The summer’s not over till Guardians of the Galaxy comes out.

If you count April as “summer” then The Winter Soldier was excellent. After that, X-Men: Days of Future Past was a very good movie and Edge of Tomorrow was a great sci-fi flick. I definitely wouldn’t have waited for video before seeing any of them.

I feel like I’ve already defended this summer a bit, and I like talking about movies, so… I’ll elaborate some more.

If you look at quality (OP question: “good or bad”) - RT, metacritic, CinemaScore, whatever you want to use, I’ll go with RT where I reference it because those are easy for me to pull - you have to realize the “average” summer ain’t so great.

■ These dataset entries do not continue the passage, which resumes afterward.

#[async_trait]
impl BlogStore for MySqlStore {
    async fn ping(&self) -> Result<(), StoreError> {
        self.run(|conn| {
            let result: Option<u8> = conn.query_first("SELECT 1")?;
            match result {
                Some(1) => Ok(()),
                other => Err(StoreError::Decode(format!("unexpected ping result {:?}", other))),
            }
        })
        .await
    }

    async fn list_posts(&self) -> Result<Vec<Post>, StoreError> {
        self.run(|conn| {
            let rows: Vec<Row> = conn.query(format!(
                "SELECT {} FROM posts ORDER BY created_at DESC",
                POST_COLUMNS
            ))?;
            rows.into_iter().map(post_from_row).collect()
        })
        .await
    }

    async fn get_post(&self, id: &str) -> Result<Option<Post>, StoreError> {
        let id = id.to_string();
        self.run(move |conn| select_post(conn, &id)).await
    }

    async fn create_post(&self, draft: PostDraft) -> Result<Post, StoreError> {
        self.run(move |conn| {
            let now = Utc::now();
            let post = Post {
                id: generate_truncated_uuid(),
                title: draft.title,
                content: draft.content,
                created_at: now,
                updated_at: now,
            };
            conn.exec_drop(
                "INSERT INTO posts (id, title, content, created_at, updated_at) VALUES (:id, :title, :content, :created_at, :updated_at)",
                params! {
                    "id" => &post.id,
                    "title" => &post.title,
                    "content" => &post.content,
                    "created_at" => millis(&post.created_at),
                    "updated_at" => millis(&post.updated_at),
                },
            )?;
            Ok(post)
        })
        .await
    }

    async fn update_post(&self, id: &str, draft: PostDraft) -> Result<Option<Post>, StoreError> {
        let id = id.to_string();
        self.run(move |conn| {
            conn.exec_drop(
                "UPDATE posts SET title = :title, content = :content, updated_at = :updated_at WHERE id = :id",
                params! {
                    "id" => &id,
                    "title" => draft.title,
                    "content" => draft.content,
                    "updated_at" => millis(&Utc::now()),
                },
            )?;
            select_post(conn, &id)
        })
        .await
    }

    async fn delete_post(&self, id: &str) -> Result<bool, StoreError> {
        let id = id.to_string();
        self.run(move |conn| {
            conn.exec_drop("DELETE FROM posts WHERE id = :id", params! { "id" => id })?;
            Ok(conn.affected_rows() > 0)
        })
        .await
    }

    async fn list_comments(&self, post_id: &str) -> Result<Vec<Comment>, StoreError> {
        let post_id = post_id.to_string();
        self.run(move |conn| {
            let rows: Vec<Row> = conn.exec(
                format!(
                    "SELECT {} FROM comments WHERE post_id = :post_id ORDER BY created_at ASC",
                    COMMENT_COLUMNS
                ),
                params! { "post_id" => post_id },
            )?;
            rows.into_iter().map(comment_from_row).collect()
        })
        .await
    }

    async fn create_comment(&self, post_id: &str, draft: CommentDraft) -> Result<Comment, StoreError> {
        let post_id = post_id.to_string();
        self.run(move |conn| {
            let comment = Comment {
                id: generate_truncated_uuid(),
                post_id,
                author: draft.author,
                content: draft.content,
                created_at: Utc::now(),
            };
            conn.exec_drop(
                "INSERT INTO comments (id, post_id, author, content, created_at) VALUES (:id, :post_id, :author, :content, :created_at)",
                params! {
                    "id" => &comment.id,
                    "post_id" => &comment.post_id,
                    "author" => &comment.author,
                    "content" => &comment.content,
                    "created_at" => millis(&comment.created_at),
                },
            )?;
            Ok(comment)
        })
        .await
    }

    async fn delete_comment(&self, id: &str) -> Result<bool, StoreError> {
        let id = id.to_string();
        self.run(move |conn| {
            conn.exec_drop("DELETE FROM comments WHERE id = :id", params! { "id" => id })?;
            Ok(conn.affected_rows() > 0)
        })
        .await
    }

    async fn list_works(&self, include_drafts: bool) -> Result<Vec<Work>, StoreError> {
        self.run(move |conn| {
            let filter = if include_drafts { "" } else { "WHERE published = 1" };
            let rows: Vec<Row> = conn.query(format!(
                "SELECT {} FROM works {} ORDER BY created_at DESC",
                WORK_COLUMNS, filter
            ))?;
            rows.into_iter().map(work_from_row).collect()
        })
        .await
    }

    async fn get_work(&self, id: &str) -> Result<Option<Work>, StoreError> {
        let id = id.to_string();
        self.run(move |conn| select_work(conn, &id)).await
    }

    async fn create_work(&self, draft: WorkDraft) -> Result<Work, StoreError> {
        self.run(move |conn| {
            let now = Utc::now();
            let work = Work {
                id: generate_truncated_uuid(),
                title: draft.title,
                content: draft.content,
                category: draft.category,
                tech_stack: draft.tech_stack,
                links: draft.links,
                status: draft.status,
                duration: draft.duration,
                thumbnail: draft.thumbnail,
                published: draft.published,
                created_at: now,
                updated_at: now,
            };
            conn.exec_drop(
                "INSERT INTO works (id, title, content, category, tech_stack, links, status, duration, thumbnail, published, created_at, updated_at)
                VALUES (:id, :title, :content, :category, :tech_stack, :links, :status, :duration, :thumbnail, :published, :created_at, :updated_at)",
                params! {
                    "id" => &work.id,
                    "title" => &work.title,
                    "content" => &work.content,
                    "category" => work.category.as_ref(),
                    "tech_stack" => serde_json::to_string(&work.tech_stack)?,
                    "links" => serde_json::to_string(&work.links)?,
                    "status" => work.status.as_ref(),
                    "duration" => &work.duration,
                    "thumbnail" => &work.thumbnail,
                    "published" => work.published,
                    "created_at" => millis(&work.created_at),
                    "updated_at" => millis(&work.updated_at),
                },
            )?;
            Ok(work)
        })
        .await
    }

    async fn update_work(&self, id: &str, draft: WorkDraft) -> Result<Option<Work>, StoreError> {
        let id = id.to_string();
        self.run(move |conn| {
            conn.exec_drop(
                "UPDATE works SET title = :title, content = :content, category = :category, tech_stack = :tech_stack,
                    links = :links, status = :status, duration = :duration, thumbnail = :thumbnail,
                    published = :published, updated_at = :updated_at
                WHERE id = :id",
                params! {
                    "id" => &id,
                    "title" => draft.title,
                    "content" => draft.content,
                    "category" => draft.category.as_ref(),
                    "tech_stack" => serde_json::to_string(&draft.tech_stack)?,
                    "links" => serde_json::to_string(&draft.links)?,
                    "status" => draft.status.as_ref(),
                    "duration" => draft.duration,
                    "thumbnail" => draft.thumbnail,
                    "published" => draft.published,
                    "updated_at" => millis(&Utc::now()),
                },
            )?;
            select_work(conn, &id)
        })
        .await
    }

    async fn delete_work(&self, id: &str) -> Result<bool, StoreError> {
        let id = id.to_string();
        self.run(move |conn| {
            conn.exec_drop("DELETE FROM works WHERE id = :id", params! { "id" => id })?;
            Ok(conn.affected_rows() > 0)
        })
        .await
    }

    async fn list_archives(&self, include_drafts: bool) -> Result<Vec<Archive>, StoreError> {
        self.run(move |conn| {
            let filter = if include_drafts { "" } else { "WHERE published = 1" };
            let rows: Vec<Row> = conn.query(format!(
                "SELECT {} FROM archives {} ORDER BY created_at DESC",
                ARCHIVE_COLUMNS, filter
            ))?;
            rows.into_iter().map(archive_from_row).collect()
        })
        .await
    }

    async fn get_archive(&self, id: &str) -> Result<Option<Archive>, StoreError> {
        let id = id.to_string();
        self.run(move |conn| select_archive(conn, &id)).await
    }

    async fn create_archive(&self, draft: ArchiveDraft) -> Result<Archive, StoreError> {
        self.run(move |conn| {
            let now = Utc::now();
            let archive = Archive {
                id: generate_truncated_uuid(),
                title: draft.title,
                content: draft.content,
                category: draft.category,
                tags: draft.tags,
                rating: draft.rating,
                published: draft.published,
                created_at: now,
                updated_at: now,
            };
            conn.exec_drop(
                "INSERT INTO archives (id, title, content, category, tags, rating, published, created_at, updated_at)
                VALUES (:id, :title, :content, :category, :tags, :rating, :published, :created_at, :updated_at)",
                params! {
                    "id" => &archive.id,
                    "title" => &archive.title,
                    "content" => &archive.content,
                    "category" => archive.category.as_ref(),
                    "tags" => serde_json::to_string(&archive.tags)?,
                    "rating" => archive.rating,
                    "published" => archive.published,
                    "created_at" => millis(&archive.created_at),
                    "updated_at" => millis(&archive.updated_at),
                },
            )?;
            Ok(archive)
        })
        .await
    }

    async fn update_archive(&self, id: &str, draft: ArchiveDraft) -> Result<Option<Archive>, StoreError> {
        let id = id.to_string();
        self.run(move |conn| {
            conn.exec_drop(
                "UPDATE archives SET title = :title, content = :content, category = :category, tags = :tags,
                    rating = :rating, published = :published, updated_at = :updated_at
                WHERE id = :id",
                params! {
                    "id" => &id,
                    "title" => draft.title,
                    "content" => draft.content,
                    "category" => draft.category.as_ref(),
                    "tags" => serde_json::to_string(&draft.tags)?,
                    "rating" => draft.rating,
                    "published" => draft.published,
                    "updated_at" => millis(&Utc::now()),
                },
            )?;
            select_archive(conn, &id)
        })
        .await
    }

    async fn delete_archive(&self, id: &str) -> Result<bool, StoreError> {
        let id = id.to_string();
        self.run(move |conn| {
            conn.exec_drop("DELETE FROM archives WHERE id = :id", params! { "id" => id })?;
            Ok(conn.affected_rows() > 0)
        })
        .await
    }

    async fn list_pages(&self) -> Result<Vec<PageContent>, StoreError> {
        self.run(|conn| {
            let rows: Vec<Row> = conn.query(format!(
                "SELECT {} FROM page_contents ORDER BY page",
                PAGE_COLUMNS
            ))?;
            rows.into_iter().map(page_from_row).collect()
        })
        .await
    }

    async fn get_page(&self, page: PageName) -> Result<Option<PageContent>, StoreError> {
        self.run(move |conn| select_page(conn, page)).await
    }

    async fn upsert_page(&self, page: PageName, draft: PageDraft) -> Result<PageContent, StoreError> {
        self.run(move |conn| {
            let content = PageContent {
                page,
                title: draft.title,
                content: draft.content,
                sections: draft.sections,
                updated_at: Utc::now(),
            };
            conn.exec_drop(
                "INSERT INTO page_contents (page, title, content, sections, updated_at)
                VALUES (:page, :title, :content, :sections, :updated_at)
                ON DUPLICATE KEY UPDATE title = VALUES(title), content = VALUES(content),
                    sections = VALUES(sections), updated_at = VALUES(updated_at)",
                params! {
                    "page" => page.as_ref(),
                    "title" => &content.title,
                    "content" => &content.content,
                    "sections" => serde_json::to_string(&content.sections)?,
                    "updated_at" => millis(&content.updated_at),
                },
            )?;
            Ok(content)
        })
        .await
    }
}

2012 had what, five good movies in the top 20? Maybe six if you’re kind to Prometheus? It was top heavy with Avengers and Dark Knight, of course, but there’s little depth. A really good summer if your summer viewing amounts to two movies, which I imagine is a decent chunk of people. Incidentally, I feel pretty strongly that Magic Mike is the third best movie in the top 20. Moonrise Kingdom as a summer release was a nice little indie bonus.

2013 was a little better for blockbusters, but not much. Really good summer for comedies, something at-least-decent for you no matter your taste. I need to go back and watch This is the End again. A ton of relatively big bombs/disappointments last year. Some really good down-the-list indies.

I’d take the 2014 top five reviewed blockbusters (X-Men, Dragon 2, Dawn of Apes, Edge of Tomorrow, 22 Jump) over the top five from either of the past two years. That’s without looking at Captain America (April release, 89% RT, Box Office Mojo starts summer in May still) or Guardians (still to come). Independent movies already better than 2012, and a good chance to end up better than 2013.

(Note that the Lego Movie was a Feb release this year, and Gravity was October last year, among some of the names people have brought up that aren’t close to Summer even if you stretch it.)

I guess I’d rather have a summer with 85-90% RT movies that make less money than a summer with 55-60% RT movies making tons. Box office doesn’t affect me, the quality of what I have to sit through does. Man of Steel, I’m looking at you.

Incidentally, the last summer that I’d say was demonstrably better for top blockbuster quality was 2009. One of the good Harry Potter movies (HBP), Up, the original Hangover, Star Trek, Inglorious Basterds, District 9. What a set of six movies to anchor your summer on. And to bring it all full circle? They all grossed less than… the second Transformers movie.

I haven’t bothered to see any movies this summer. I think I last saw Wolf of Wall Street and American Hustle. Both were worth seeing. I also liked *The Grand Budapest Hotel *,

I’m not the target demographics for Summer movies I guess, but I can live with that.

Since you’re asking my personal opinion, there were lots and lots of very good movies in 90s and into the early 2000s. There might not have been any good movies at all since then. I subscribed to a couple of cable movie packages in the past year, and I only watched two or three movies, and didn’t even like those. I have literally given up on cinema being a viable form of entertainment.

Just for fun, somebody list their best three pictures of the past ten years. Prove me wrong.

It was just meh. No Bruce Willis/Schwarzenegger blockbusters like when I was young (my main standard of comparison), no new Pixar feature, not even a sequel.

The only films I actually looked forward to were Planet of the Apes and Godzilla.

You’re right, that’s a little strange. This is the first year since 2005 that they haven’t released a summer film. They have two due out next year, though. Inside Out looks really interesting.